When photography becomes a means of creative research of some phenomenon or the very object of close study and experimentation, you understand that still photography is underestimated these days. Talented Chicago-based photographer Clarissa Bonet sees an artistic element in photography that is often overlooked by the social media audience. For Clarissa, there is no concept of “generating content”, but there is “develop your ideas and works.” We talked to her about urban photography, urban space and the secrets of an artist who succeeds.
– Clarissa, please tell us about yourself.
– Hello! I am a photo artist living and working in Chicago. My photographs explore the problems of urban space in both physical and psychological contexts.
– When I was little, I carried a disposable camera with me and took pictures of my friends at school or during walks. Then I kept these pictures in boxes, made homemade albums from them. I really treasured these photos. But I just enjoyed the very process of taking pictures, did not think seriously about photography. It was just an interesting activity .
– How did you decide to become a photographer?

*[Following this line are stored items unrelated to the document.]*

use crate::config::{AccountSpec, StackConfig};
use std::path::{Path, PathBuf};

// ---------------------------------------------------------------------------
// Directory and file names
// ---------------------------------------------------------------------------

pub const APP_STATE_DIR: &str = "abacus";
pub const ROOT_CA_DIR: &str = "abacus-certs";
pub const LEAF_CERT_DIR: &str = "jetty-certs";
pub const WWW_DIR: &str = "www";
pub const STANDINGS_DIR: &str = "www/standings";

pub const ACTION_CACHE_FILE: &str = "runcache.redb";
pub const SERVER_CONF: &str = "server.conf";
pub const MARKER_CONF: &str = "marker.conf";
pub const OVERRIDE_SUFFIX: &str = ".override";

pub const CA_CERT: &str = "cacert.crt";
pub const SERVER_KEY: &str = "server.key";
pub const LEAF_KEY: &str = "jetty.key";
pub const LEAF_CERT: &str = "jetty.crt";

pub const KEYSTORE: &str = "keystore";
pub const TRUSTSTORE: &str = "abacus_keystore";
pub const WEB_DESCRIPTOR: &str = "jetty.xml";
pub const WEB_SSL_DESCRIPTOR: &str = "jetty-ssl.xml";

pub const SYMMETRIC_KEY: &str = "rijndael.key";
pub const SYMMETRIC_IV: &str = "rijndael.iv";

pub const SERVER_PROGRAM: &str = "server-supervisord.conf";
pub const MARKER_PROGRAM: &str = "marker-supervisord.conf";

/// Services that get a `<data>/<service>/log` directory in server mode.
pub const SERVER_LOG_SERVICES: &[&str] = &["supervisor", "mysql", "jetty8", "abacus"];
/// Services that get a `<data>/<service>/log` directory in marker mode.
pub const MARKER_LOG_SERVICES: &[&str] = &["supervisor", "abacus"];

// ---------------------------------------------------------------------------
// Path helpers
// ---------------------------------------------------------------------------

pub fn app_state_dir(config: &StackConfig) -> PathBuf {
    config.layout.data_dir.join(APP_STATE_DIR)
}

pub fn action_cache_path(config: &StackConfig) -> PathBuf {
    app_state_dir(config).join(ACTION_CACHE_FILE)
}

pub fn log_dir(config: &StackConfig, service: &str) -> PathBuf {
    config.layout.data_dir.join(service).join("log")
}

pub fn www_dir(config: &StackConfig) -> PathBuf {
    config.layout.data_dir.join(WWW_DIR)
}

pub fn standings_dir(config: &StackConfig) -> PathBuf {
    config.layout.data_dir.join(STANDINGS_DIR)
}

pub fn root_ca_dir(config: &StackConfig) -> PathBuf {
    config.layout.conf_dir.join(ROOT_CA_DIR)
}

pub fn leaf_cert_dir(config: &StackConfig) -> PathBuf {
    config.layout.conf_dir.join(LEAF_CERT_DIR)
}

/// Stock config shipped with the application sources.
pub fn stock_config(config: &StackConfig, name: &str) -> PathBuf {
    config.layout.src_dir.join("docker").join(name)
}

pub fn operator_override(config: &StackConfig, name: &str) -> PathBuf {
    config
        .layout
        .conf_dir
        .join(APP_STATE_DIR)
        .join(format!("{name}{OVERRIDE_SUFFIX}"))
}

pub fn contest_override(config: &StackConfig, name: &str) -> PathBuf {
    config
        .layout
        .contest_dir
        .join(format!("{name}{OVERRIDE_SUFFIX}"))
}

/// Synthesized config written to the data volume.
pub fn generated_config(config: &StackConfig, name: &str) -> PathBuf {
    app_state_dir(config).join(name)
}

pub fn datastore_dir(config: &StackConfig) -> PathBuf {
    config
        .datastore
        .data_dir
        .clone()
        .unwrap_or_else(|| config.layout.data_dir.join("mysql"))
}

pub fn datastore_control_marker(config: &StackConfig) -> PathBuf {
    datastore_dir(config).join(&config.datastore.control_marker)
}

pub fn schema_script(config: &StackConfig) -> PathBuf {
    config
        .datastore
        .schema
        .clone()
        .unwrap_or_else(|| config.layout.src_dir.join("db").join("structure.sql"))
}

pub fn admin_client_config(config: &StackConfig) -> PathBuf {
    config
        .admin_tool
        .client_config
        .clone()
        .unwrap_or_else(|| stock_config(config, "admin.conf"))
}

pub fn account_password_file(config: &StackConfig, account: &AccountSpec) -> PathBuf {
    account
        .password_file
        .clone()
        .unwrap_or_else(|| app_state_dir(config).join(format!("{}.pw", account.username)))
}

pub fn web_file(config: &StackConfig, name: &str) -> PathBuf {
    config.layout.web_dir.join(name)
}

pub fn secret_file(config: &StackConfig, name: &str) -> PathBuf {
    config.layout.secret_dir.join(name)
}

pub fn supervisor_program(config: &StackConfig, name: &str) -> PathBuf {
    config.layout.supervisor_conf_dir.join(name)
}

/// Sibling staging path used while building `dir` (e.g. `abacus-certs.tmp`).
pub fn staging_dir(dir: &Path) -> PathBuf {
    let mut name = dir.file_name().unwrap_or_default().to_os_string();
    name.push(".tmp");
    dir.with_file_name(name)
}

I took my first photography lesson when I was in high school. And it was there that I met photographers who used the camera as an artistic tool. This one lesson opened my eyes to the potential of the camera, and I was fascinated by how it can transform the world through the lens. Soon after, I was completely addicted to photography and decided to pursue my career as an artist working in photography.
– Why did you choose urban -Pictures as their main genre?
– I think he chose me. I have never set myself the task of working specifically with the urban environment. Rather, it happened as a result of moving to Chicago to continue his studies in graduate school.
Before moving to Chicago, I lived in Florida. My apartment was a few blocks from the beach and I could see the ocean from my window. The world around us was “juicy”, tropical, colorful and rather humble. I applied for graduate school at all universities in the country, and I knew that wherever I was taken, everything would be different, but I had no idea how dramatically everything would change. Chicago and its rhythm were strikingly different from my old life. My lifestyle and to-do list for the day were completely turned upside down.
To understand this new environment for me and to realize my place in it, I began to photograph the city and express my impressions of it in this way. Over the past 10 years, I have continued this research with several series. The city is a vast and complex space that I am not yet tired of.